▶ **ACTION ITEM**: Every line of the material below, from the top through the line with "scenario given (pass", should be reproduced exactly.

▶ **RECORD SET**:

//! Error types for the scenario runner

use std::path::PathBuf;
use thiserror::Error;
use umbra_ai::AiError;

/// Scenario loading and setup errors
#[derive(Debug, Error)]
pub enum SimError {
    /// No scenario given on the command line or in the environment
    #[error("No scenario given (pass a path or set UMBRA_SCENARIO)")]
    NoScenario,

    /// Scenario file could not be read
    #[error("Failed to read {path}: {source}")]
    Io {
        path: PathBuf,
        #[source]
        source: std::io::Error,
    },

    /// Scenario file is not valid TOML for a scenario
    #[error("Failed to parse scenario: {0}")]
    Parse(#[from] toml::de::Error),

    /// Scenario is well-formed but inconsistent
    #[error("Invalid scenario: {0}")]
    InvalidScenario(String),

    /// An agent rejected its configuration
    #[error("Agent setup failed: {0}")]
    Ai(#[from] AiError),
}

/// Result type for the runner
pub type Result<T> = std::result::Result<T, SimError>;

▶ **SOLUTION FOR THIS TASK**:
//! Error types for the scenario runner

use std::path::PathBuf;
use thiserror::Error;
use umbra_ai::AiError;

/// Scenario loading and setup errors
#[derive(Debug, Error)]
pub enum SimError {
    /// No scenario given on the command line or in the environment
    #[error("No scenario given (pass a path or set UMBRA_SCENARIO)")]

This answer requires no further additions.